> **Work request**:
Search the material below for the string "redelivery" and extract each line that has it.

> **Input for this task**:
______

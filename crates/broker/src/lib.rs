//! Durable message-broker abstraction.
//!
//! The broker is an injected dependency owned by the composition root — an
//! `Arc<dyn MessageBroker>` handed to every producer and consumer — rather
//! than a process-wide singleton, so tests can swap in the in-memory
//! implementation.

pub mod memory;
pub mod nats;

use pulse_core::PulseResult;
use serde::Serialize;
use std::future::Future;
use std::pin::Pin;
use std::sync::Arc;
use std::time::Duration;

pub use memory::InMemoryBroker;
pub use nats::JetStreamBroker;

pub type BoxFuture<'a, T> = Pin<Box<dyn Future<Output = T> + Send + 'a>>;

/// Handler invoked once per message. `Ok` acknowledges the message
/// (permanent removal); `Err` triggers the queue's failure policy.
pub type Handler = Arc<dyn Fn(Vec<u8>) -> BoxFuture<'static, PulseResult<()>> + Send + Sync>;

/// What happens to a message whose handler fails.
#[derive(Debug, Clone, Copy)]
pub enum ConsumePolicy {
    /// Discard. Used by the ingestion queue, where redelivering a poison
    /// record would stall bulk imports.
    Drop,
    /// Redeliver up to `max_attempts` total deliveries, then move the
    /// payload to the queue's dead-letter companion.
    Requeue { max_attempts: u32 },
}

/// Dead-letter companion queue for a work queue.
pub fn dlq_name(queue: &str) -> String {
    format!("{queue}.dlq")
}

/// Durable publish/consume seam. Messages are persistent: the JetStream
/// implementation survives a broker restart until acknowledged.
pub trait MessageBroker: Send + Sync {
    /// Durable enqueue.
    fn publish<'a>(&'a self, queue: &'a str, payload: Vec<u8>) -> BoxFuture<'a, PulseResult<()>>;

    /// Enqueue that becomes visible to consumers only after `delay`.
    /// Timer-deferred effects (the simulated vendor's delivery receipt) go
    /// through this seam instead of bare in-process timers.
    fn publish_after<'a>(
        &'a self,
        queue: &'a str,
        payload: Vec<u8>,
        delay: Duration,
    ) -> BoxFuture<'a, PulseResult<()>>;

    /// Register `handler` for `queue` and start a consumer task. Each
    /// registered consumer runs independently; the broker serializes
    /// per-queue handoff but queues run in parallel with each other.
    fn consume<'a>(
        &'a self,
        queue: &'a str,
        policy: ConsumePolicy,
        handler: Handler,
    ) -> BoxFuture<'a, PulseResult<()>>;
}

/// Serialize `value` and publish it.
pub async fn publish_json<T: Serialize>(
    broker: &dyn MessageBroker,
    queue: &str,
    value: &T,
) -> PulseResult<()> {
    let payload = serde_json::to_vec(value)?;
    broker.publish(queue, payload).await
}
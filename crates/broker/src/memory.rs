//! In-process broker for tests and single-node dev mode. Queues are
//! unbounded channels with redelivery bookkeeping; durability extends to
//! the process lifetime only.

use crate::{dlq_name, BoxFuture, ConsumePolicy, Handler, MessageBroker};
use dashmap::DashMap;
use parking_lot::Mutex;
use pulse_core::{PulseError, PulseResult};
use std::sync::Arc;
use std::time::Duration;
use tokio::sync::mpsc;
use tracing::{error, warn};

struct Delivery {
    payload: Vec<u8>,
    /// 1-based delivery attempt, incremented on each redelivery.
    attempt: u32,
}

struct Queue {
    tx: mpsc::UnboundedSender<Delivery>,
    /// Present until a consumer claims the queue.
    rx: Mutex<Option<mpsc::UnboundedReceiver<Delivery>>>,
}

impl Queue {
    fn new() -> Self {
        let (tx, rx) = mpsc::unbounded_channel();
        Self {
            tx,
            rx: Mutex::new(Some(rx)),
        }
    }
}

/// In-memory `MessageBroker`. Messages published before a consumer registers
/// are buffered and drained once consumption starts, matching the durable
/// behavior of the JetStream implementation within a single process.
#[derive(Default)]
pub struct InMemoryBroker {
    queues: Arc<DashMap<String, Arc<Queue>>>,
}

impl InMemoryBroker {
    pub fn new() -> Self {
        Self::default()
    }

    fn queue(&self, name: &str) -> Arc<Queue> {
        self.queues
            .entry(name.to_string())
            .or_insert_with(|| Arc::new(Queue::new()))
            .clone()
    }

    fn enqueue(&self, queue: &str, delivery: Delivery) -> PulseResult<()> {
        self.queue(queue)
            .tx
            .send(delivery)
            .map_err(|_| PulseError::Broker(format!("queue '{queue}' is closed")))
    }
}

impl MessageBroker for InMemoryBroker {
    fn publish<'a>(&'a self, queue: &'a str, payload: Vec<u8>) -> BoxFuture<'a, PulseResult<()>> {
        Box::pin(async move {
            metrics::counter!("broker.published", "queue" => queue.to_string()).increment(1);
            self.enqueue(queue, Delivery { payload, attempt: 1 })
        })
    }

    fn publish_after<'a>(
        &'a self,
        queue: &'a str,
        payload: Vec<u8>,
        delay: Duration,
    ) -> BoxFuture<'a, PulseResult<()>> {
        Box::pin(async move {
            let tx = self.queue(queue).tx.clone();
            let queue = queue.to_string();
            tokio::spawn(async move {
                tokio::time::sleep(delay).await;
                metrics::counter!("broker.published", "queue" => queue.clone()).increment(1);
                if tx.send(Delivery { payload, attempt: 1 }).is_err() {
                    warn!(queue = %queue, "Delayed publish arrived after queue closed");
                }
            });
            Ok(())
        })
    }

    fn consume<'a>(
        &'a self,
        queue: &'a str,
        policy: ConsumePolicy,
        handler: Handler,
    ) -> BoxFuture<'a, PulseResult<()>> {
        Box::pin(async move {
            let q = self.queue(queue);
            let mut rx = q.rx.lock().take().ok_or_else(|| {
                PulseError::Broker(format!("queue '{queue}' already has a consumer"))
            })?;

            let tx = q.tx.clone();
            let queues = self.queues.clone();
            let queue = queue.to_string();

            tokio::spawn(async move {
                while let Some(delivery) = rx.recv().await {
                    match handler(delivery.payload.clone()).await {
                        Ok(()) => {
                            metrics::counter!("broker.acked", "queue" => queue.clone())
                                .increment(1);
                        }
                        Err(e) => handle_failure(&queue, &tx, &queues, policy, delivery, &e),
                    }
                }
            });

            Ok(())
        })
    }
}

fn handle_failure(
    queue: &str,
    tx: &mpsc::UnboundedSender<Delivery>,
    queues: &DashMap<String, Arc<Queue>>,
    policy: ConsumePolicy,
    delivery: Delivery,
    err: &PulseError,
) {
    match policy {
        ConsumePolicy::Drop => {
            warn!(queue = %queue, error = %err, "Handler failed, dropping message");
            metrics::counter!("broker.dropped", "queue" => queue.to_string()).increment(1);
        }
        ConsumePolicy::Requeue { max_attempts } => {
            if delivery.attempt >= max_attempts {
                error!(
                    queue = %queue,
                    attempts = delivery.attempt,
                    error = %err,
                    "Delivery attempts exhausted, dead-lettering"
                );
                metrics::counter!("broker.dead_lettered", "queue" => queue.to_string())
                    .increment(1);
                let dlq = queues
                    .entry(dlq_name(queue))
                    .or_insert_with(|| Arc::new(Queue::new()))
                    .clone();
                let _ = dlq.tx.send(Delivery {
                    payload: delivery.payload,
                    attempt: 1,
                });
            } else {
                warn!(
                    queue = %queue,
                    attempt = delivery.attempt,
                    error = %err,
                    "Handler failed, requeueing"
                );
                metrics::counter!("broker.requeued", "queue" => queue.to_string()).increment(1);
                let _ = tx.send(Delivery {
                    payload: delivery.payload,
                    attempt: delivery.attempt + 1,
                });
            }
        }
    }
}
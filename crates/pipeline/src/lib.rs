//! Asynchronous campaign-delivery pipeline: queue consumers that ingest
//! customers, fan campaigns out to matching customers through the vendor
//! client, and reconcile delivery receipts into per-customer and
//! per-campaign state. At-least-once semantics throughout.

pub mod dispatcher;
pub mod ingestion;
pub mod reconciler;
pub mod vendor;

pub use dispatcher::CampaignDispatcher;
pub use ingestion::IngestionConsumer;
pub use reconciler::ReceiptReconciler;
pub use vendor::{SimulatedVendor, VendorClient};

______

> **Your response**:
//! unbounded channels with redelivery bookkeeping; durability extends to
    /// 1-based delivery attempt, incremented on each redelivery.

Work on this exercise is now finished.